Task prompt: The required output is every record, written out exactly.

--- Task data Enclosed Below ---

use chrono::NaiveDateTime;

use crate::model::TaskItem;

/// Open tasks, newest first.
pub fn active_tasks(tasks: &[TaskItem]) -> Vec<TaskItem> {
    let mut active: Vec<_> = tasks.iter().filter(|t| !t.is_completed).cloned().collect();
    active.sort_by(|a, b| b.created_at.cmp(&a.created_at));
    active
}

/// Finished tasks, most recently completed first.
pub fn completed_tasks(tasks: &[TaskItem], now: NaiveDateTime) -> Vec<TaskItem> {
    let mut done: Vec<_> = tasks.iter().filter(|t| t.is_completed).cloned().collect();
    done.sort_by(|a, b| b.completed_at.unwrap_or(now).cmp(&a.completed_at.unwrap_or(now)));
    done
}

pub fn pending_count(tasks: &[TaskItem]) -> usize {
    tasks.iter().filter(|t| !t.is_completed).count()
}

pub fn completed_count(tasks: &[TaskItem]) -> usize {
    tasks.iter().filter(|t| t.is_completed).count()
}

--- End of Enclosed Task data ---

Expected answer:
use chrono::NaiveDateTime;

use crate::model::TaskItem;

/// Open tasks, newest first.
pub fn active_tasks(tasks: &[TaskItem]) -> Vec<TaskItem> {
    let mut active: Vec<_> = tasks.iter().filter(|t| !t.is_completed).cloned().collect();
    active.sort_by(|a, b| b.created_at.cmp(&a.created_at));
    active
}

/// Finished tasks, most recently completed first.
pub fn completed_tasks(tasks: &[TaskItem], now: NaiveDateTime) -> Vec<TaskItem> {
    let mut done: Vec<_> = tasks.iter().filter(|t| t.is_completed).cloned().collect();
    done.sort_by(|a, b| b.completed_at.unwrap_or(now).cmp(&a.completed_at.unwrap_or(now)));
    done
}

pub fn pending_count(tasks: &[TaskItem]) -> usize {
    tasks.iter().filter(|t| !t.is_completed).count()
}

pub fn completed_count(tasks: &[TaskItem]) -> usize {
    tasks.iter().filter(|t| t.is_completed).count()
}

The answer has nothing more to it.